The lines wanted are those in the data below that include "globs".

PROVIDED RECORDS:
━━━━━━━━━━━━━━━━━━━━━━━━━━━━━━

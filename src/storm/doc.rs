// SPDX-License-Identifier: MIT

//! Query document loader
//!
//! Queries arrive as serde documents (YAML or JSON) describing the tree
//! directly. The loader parses them and prepares a runnable [`Ast`].

use std::fs;
use std::path::Path;

use super::ast::{Ast, AstDoc};
use crate::core::error::Result;
use crate::core::model::DataModel;

/// Loads query documents from YAML or JSON
pub struct QueryLoader;

impl QueryLoader {
    pub fn new() -> Self {
        Self
    }

    /// Load a query document; `.json` files are read as JSON, everything else as YAML
    pub fn load<P: AsRef<Path>>(&self, path: P) -> Result<AstDoc> {
        let path = path.as_ref();
        let content = fs::read_to_string(path)?;
        match path.extension().and_then(|ext| ext.to_str()) {
            Some("json") => Self::parse_json(&content),
            _ => Self::parse_yaml(&content),
        }
    }

    /// Parse a query document from a YAML string
    pub fn parse_yaml(content: &str) -> Result<AstDoc> {
        let doc: AstDoc = serde_yaml::from_str(content)?;
        Ok(doc)
    }

    /// Parse a query document from a JSON string
    pub fn parse_json(content: &str) -> Result<AstDoc> {
        let doc: AstDoc = serde_json::from_str(content)?;
        Ok(doc)
    }

    /// Build the tree, then run the init and optimize passes against `model`
    pub fn compile(doc: &AstDoc, model: &DataModel) -> Result<Ast> {
        let mut ast = Ast::from_doc(doc);
        ast.init(model)?;
        ast.optimize(model);
        log::debug!("Compiled query with {} nodes", ast.len());
        Ok(ast)
    }
}

impl Default for QueryLoader {
    fn default() -> Self {
        Self::new()
    }
}

#[cfg(test)]
mod tests {
    use super::*;
    use crate::core::error::StormError;
    use crate::storm::ast::AstKind;

    #[test]
    fn test_parse_yaml_query() {
        let yaml = r#"
type: query
kids:
  - {type: lift_prop, prop: "syn:tag"}
  - type: filt_oper
    include: true
    kids:
      - {type: rel_prop_cond, prop: depth, cmpr: ">", kids: [{type: const, valu: 0}]}
"#;
        let doc = QueryLoader::parse_yaml(yaml).unwrap();
        assert!(matches!(doc.kind, AstKind::Query));
        assert_eq!(doc.kids.len(), 2);
        let model = DataModel::builtin().unwrap();
        let ast = QueryLoader::compile(&doc, &model).unwrap();
        assert_eq!(ast.len(), 5);
    }

    #[test]
    fn test_parse_json_query() {
        let json = r#"{"type": "query", "kids": [{"type": "pivot_out", "isjoin": true}]}"#;
        let doc = QueryLoader::parse_json(json).unwrap();
        assert!(matches!(doc.kids[0].kind, AstKind::PivotOut { isjoin: true }));
    }

    #[test]
    fn test_compile_checks_model() {
        let doc = QueryLoader::parse_yaml("{type: query, kids: [{type: form_pivot, form: 'newp:form'}]}").unwrap();
        let model = DataModel::builtin().unwrap();
        assert!(matches!(
            QueryLoader::compile(&doc, &model),
            Err(StormError::NoSuchForm { .. })
        ));
        assert!(QueryLoader::parse_yaml("{type: not_a_kind}").is_err());
    }
}
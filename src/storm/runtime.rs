// SPDX-License-Identifier: MIT

//! Query runtime
//!
//! A [`Runtime`] owns everything one query execution shares: the tree, the
//! storage snapshot, the permission gate, runtime-scoped variables and the
//! set of names that are safe to evaluate without a node. Sub-runtimes run
//! function bodies and edge subqueries with their own variables while
//! sharing cancellation, messages and caches with the root.

use parking_lot::{Mutex, RwLock};
use std::collections::{HashMap, HashSet};
use std::sync::atomic::{AtomicU64, Ordering};
use std::sync::{Arc, Weak};
use tokio::sync::watch;
use uuid::Uuid;

use super::ast::{Ast, AstId, AstKind, VarScope};
use super::cond::GlobCache;
use super::opts::QueryOptions;
use super::path::Path;
use crate::core::error::{Result, StormError};
use crate::core::node::Node;
use crate::core::perms::PermGate;
use crate::core::snapshot::Snapshot;
use crate::core::value::Value;

/// Out-of-band output of a query
#[derive(Debug, Clone, PartialEq)]
pub enum Message {
    Warn(String),
}

/// Stops a running query at its next tick
#[derive(Debug, Clone)]
pub struct CancelHandle {
    tx: Arc<watch::Sender<bool>>,
}

impl CancelHandle {
    pub fn cancel(&self) {
        let _ = self.tx.send(true);
    }
}

/// Names bound by the query's operators, split by whether any binding depends on a node
#[derive(Debug, Default)]
pub struct RuntVars {
    safe: HashSet<String>,
    tainted: HashSet<String>,
}

impl RuntVars {
    fn bind(&mut self, name: &str, runtsafe: bool) {
        if runtsafe {
            self.safe.insert(name.to_string());
        } else {
            self.tainted.insert(name.to_string());
        }
    }

    /// Walk the operators of `query` in order, descending into control flow bodies
    fn collect(&mut self, ast: &Ast, query: AstId) {
        for &oper in ast.kids(query) {
            match ast.kind(oper) {
                AstKind::SetVarOper { name } => {
                    let safe = ast.kids(oper).iter().all(|kid| ast.is_runtsafe(*kid, &*self));
                    self.bind(name, safe);
                }
                AstKind::VarListSetOper { names } | AstKind::ForLoop { names } => {
                    let safe = ast.opt_kid(oper, 0).map_or(true, |kid| ast.is_runtsafe(kid, &*self));
                    for name in names {
                        self.bind(name, safe);
                    }
                    if let Some(body) = ast.opt_kid(oper, 1) {
                        self.collect(ast, body);
                    }
                }
                AstKind::WhileLoop => {
                    if let Some(body) = ast.opt_kid(oper, 1) {
                        self.collect(ast, body);
                    }
                }
                AstKind::IfStmt => {
                    for &clause in ast.kids(oper) {
                        match ast.kind(clause) {
                            AstKind::IfClause => {
                                if let Some(body) = ast.opt_kid(clause, 1) {
                                    self.collect(ast, body);
                                }
                            }
                            _ => self.collect(ast, clause),
                        }
                    }
                }
                AstKind::SwitchCase => {
                    for &entry in ast.kids(oper).iter().skip(1) {
                        if let Some(body) = ast.kids(entry).last() {
                            self.collect(ast, *body);
                        }
                    }
                }
                AstKind::SubQuery => self.collect(ast, oper),
                AstKind::Function { name, .. } => self.bind(name, true),
                _ => {}
            }
        }
    }
}

impl VarScope for RuntVars {
    fn is_runt_var(&self, name: &str) -> bool {
        self.safe.contains(name) && !self.tainted.contains(name)
    }
}

/// State shared by a root runtime and all of its sub-runtimes
struct Shared {
    ticks: AtomicU64,
    cancel: watch::Receiver<bool>,
    canceller: Arc<watch::Sender<bool>>,
    messages: Mutex<Vec<Message>>,
    globs: Mutex<GlobCache>,
}

pub struct Runtime {
    iden: String,
    ast: Arc<Ast>,
    query: AstId,
    snap: Arc<dyn Snapshot>,
    perms: Arc<dyn PermGate>,
    opts: Arc<QueryOptions>,
    vars: RwLock<HashMap<String, Value>>,
    runtvars: RuntVars,
    parent: Option<Arc<Runtime>>,
    shared: Arc<Shared>,
    this: Weak<Runtime>,
}

impl std::fmt::Debug for Runtime {
    fn fmt(&self, f: &mut std::fmt::Formatter<'_>) -> std::fmt::Result {
        f.debug_struct("Runtime")
            .field("iden", &self.iden)
            .field("query", &self.query)
            .finish()
    }
}

impl Runtime {
    /// Create a root runtime for the tree's root query
    pub fn new(
        snap: Arc<dyn Snapshot>,
        perms: Arc<dyn PermGate>,
        ast: Arc<Ast>,
        opts: QueryOptions,
    ) -> Result<Arc<Self>> {
        let query = ast
            .root()
            .ok_or_else(|| StormError::BadSyntax("query has no root".to_string()))?;
        let (tx, rx) = watch::channel(false);
        let shared = Arc::new(Shared {
            ticks: AtomicU64::new(0),
            cancel: rx,
            canceller: Arc::new(tx),
            messages: Mutex::new(Vec::new()),
            globs: Mutex::new(GlobCache::new(opts.glob_cache_size)),
        });
        let vars: HashMap<String, Value> = opts.vars.iter().map(|(k, v)| (k.clone(), v.clone())).collect();
        let mut runtvars = RuntVars::default();
        for name in vars.keys() {
            runtvars.bind(name, true);
        }
        runtvars.collect(&ast, query);

        let runt = Arc::new_cyclic(|this| Self {
            iden: Uuid::new_v4().to_string(),
            ast,
            query,
            snap,
            perms,
            opts: Arc::new(opts),
            vars: RwLock::new(vars),
            runtvars,
            parent: None,
            shared,
            this: this.clone(),
        });
        log::debug!("Created runtime {}", runt.iden);
        Ok(runt)
    }

    /// A runtime for `query` whose own scope starts as `vars`; unknown names fall back to this runtime
    pub fn sub_runtime(&self, query: AstId, vars: HashMap<String, Value>) -> Arc<Self> {
        let mut runtvars = RuntVars::default();
        for name in self.safe_names() {
            runtvars.bind(&name, true);
        }
        for name in vars.keys() {
            runtvars.bind(name, true);
        }
        runtvars.collect(&self.ast, query);

        Arc::new_cyclic(|this| Self {
            iden: Uuid::new_v4().to_string(),
            ast: Arc::clone(&self.ast),
            query,
            snap: Arc::clone(&self.snap),
            perms: Arc::clone(&self.perms),
            opts: Arc::clone(&self.opts),
            vars: RwLock::new(vars),
            runtvars,
            parent: self.this.upgrade(),
            shared: Arc::clone(&self.shared),
            this: this.clone(),
        })
    }

    /// A runtime for a separately compiled tree that sees this runtime's variables
    pub fn tree_runtime(&self, ast: Arc<Ast>) -> Result<Arc<Self>> {
        let query = ast
            .root()
            .ok_or_else(|| StormError::BadSyntax("query has no root".to_string()))?;
        let mut runtvars = RuntVars::default();
        for name in self.safe_names() {
            runtvars.bind(&name, true);
        }
        runtvars.collect(&ast, query);

        Ok(Arc::new_cyclic(|this| Self {
            iden: Uuid::new_v4().to_string(),
            ast,
            query,
            snap: Arc::clone(&self.snap),
            perms: Arc::clone(&self.perms),
            opts: Arc::clone(&self.opts),
            vars: RwLock::new(HashMap::new()),
            runtvars,
            parent: self.this.upgrade(),
            shared: Arc::clone(&self.shared),
            this: this.clone(),
        }))
    }

    fn safe_names(&self) -> HashSet<String> {
        let mut names = self
            .parent
            .as_ref()
            .map(|parent| parent.safe_names())
            .unwrap_or_default();
        names.retain(|name| !self.runtvars.tainted.contains(name));
        names.extend(
            self.runtvars
                .safe
                .iter()
                .filter(|name| !self.runtvars.tainted.contains(*name))
                .cloned(),
        );
        names
    }

    pub fn iden(&self) -> &str {
        &self.iden
    }

    pub fn ast(&self) -> &Arc<Ast> {
        &self.ast
    }

    /// The query this runtime executes
    pub fn query(&self) -> AstId {
        self.query
    }

    pub fn snap(&self) -> &Arc<dyn Snapshot> {
        &self.snap
    }

    pub fn opts(&self) -> &QueryOptions {
        &self.opts
    }

    /// A strong handle to this runtime
    pub fn handle(&self) -> Result<Arc<Self>> {
        self.this
            .upgrade()
            .ok_or_else(|| StormError::runtime("runtime has been dropped"))
    }

    pub fn weak(&self) -> Weak<Self> {
        self.this.clone()
    }

    pub fn is_root(&self) -> bool {
        self.parent.is_none()
    }

    pub fn is_runtsafe(&self, id: AstId) -> bool {
        self.ast.is_runtsafe(id, self)
    }

    /// Look a variable up in the path, then this runtime, then its parents
    pub fn get_var(&self, name: &str, path: Option<&Path>) -> Result<Value> {
        if let Some(valu) = path.and_then(|path| path.get_var(name)) {
            return Ok(valu);
        }
        self.lookup(name).ok_or_else(|| StormError::NoSuchVar {
            name: name.to_string(),
        })
    }

    fn lookup(&self, name: &str) -> Option<Value> {
        if let Some(valu) = self.vars.read().get(name) {
            return Some(valu.clone());
        }
        self.parent.as_ref().and_then(|parent| parent.lookup(name))
    }

    pub fn set_var(&self, name: impl Into<String>, valu: Value) {
        self.vars.write().insert(name.into(), valu);
    }

    pub fn has_own_var(&self, name: &str) -> bool {
        self.vars.read().contains_key(name)
    }

    /// Variables bound directly in this runtime
    pub fn vars(&self) -> HashMap<String, Value> {
        self.vars.read().clone()
    }

    /// Check a permission, failing with the dotted permission name
    pub fn confirm(&self, perm: &[String]) -> Result<()> {
        if self.perms.allowed(perm) {
            return Ok(());
        }
        let perm = perm.join(".");
        log::warn!("Permission denied: {}", perm);
        Err(StormError::AuthDeny { perm })
    }

    /// Count one unit of work and observe cancellation
    pub fn tick(&self) -> Result<()> {
        self.shared.ticks.fetch_add(1, Ordering::Relaxed);
        if *self.shared.cancel.borrow() {
            return Err(StormError::Cancelled);
        }
        Ok(())
    }

    pub fn ticks(&self) -> u64 {
        self.shared.ticks.load(Ordering::Relaxed)
    }

    pub fn cancel_handle(&self) -> CancelHandle {
        CancelHandle {
            tx: Arc::clone(&self.shared.canceller),
        }
    }

    pub fn warn(&self, mesg: impl Into<String>) {
        let mesg = mesg.into();
        log::warn!("{}", mesg);
        self.shared.messages.lock().push(Message::Warn(mesg));
    }

    pub fn messages(&self) -> Vec<Message> {
        self.shared.messages.lock().clone()
    }

    /// Match a tag name against a glob, caching the compiled pattern
    pub fn glob_match(&self, glob: &str, name: &str) -> bool {
        self.shared.globs.lock().is_match(glob, name)
    }

    /// A fresh path for a lifted node
    pub fn init_path(&self, node: &Node) -> Path {
        Path::new(node)
    }
}

impl VarScope for Runtime {
    fn is_runt_var(&self, name: &str) -> bool {
        if self.runtvars.tainted.contains(name) {
            return false;
        }
        self.runtvars.safe.contains(name)
            || self
                .parent
                .as_ref()
                .is_some_and(|parent| parent.is_runt_var(name))
    }
}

━━━━━━━━━━━━━━━━━━━━━━━━━━━━━━

OUTPUT OF THE EXERCISE:
    globs: Mutex<GlobCache>,
            globs: Mutex::new(GlobCache::new(opts.glob_cache_size)),
        self.shared.globs.lock().is_match(glob, name)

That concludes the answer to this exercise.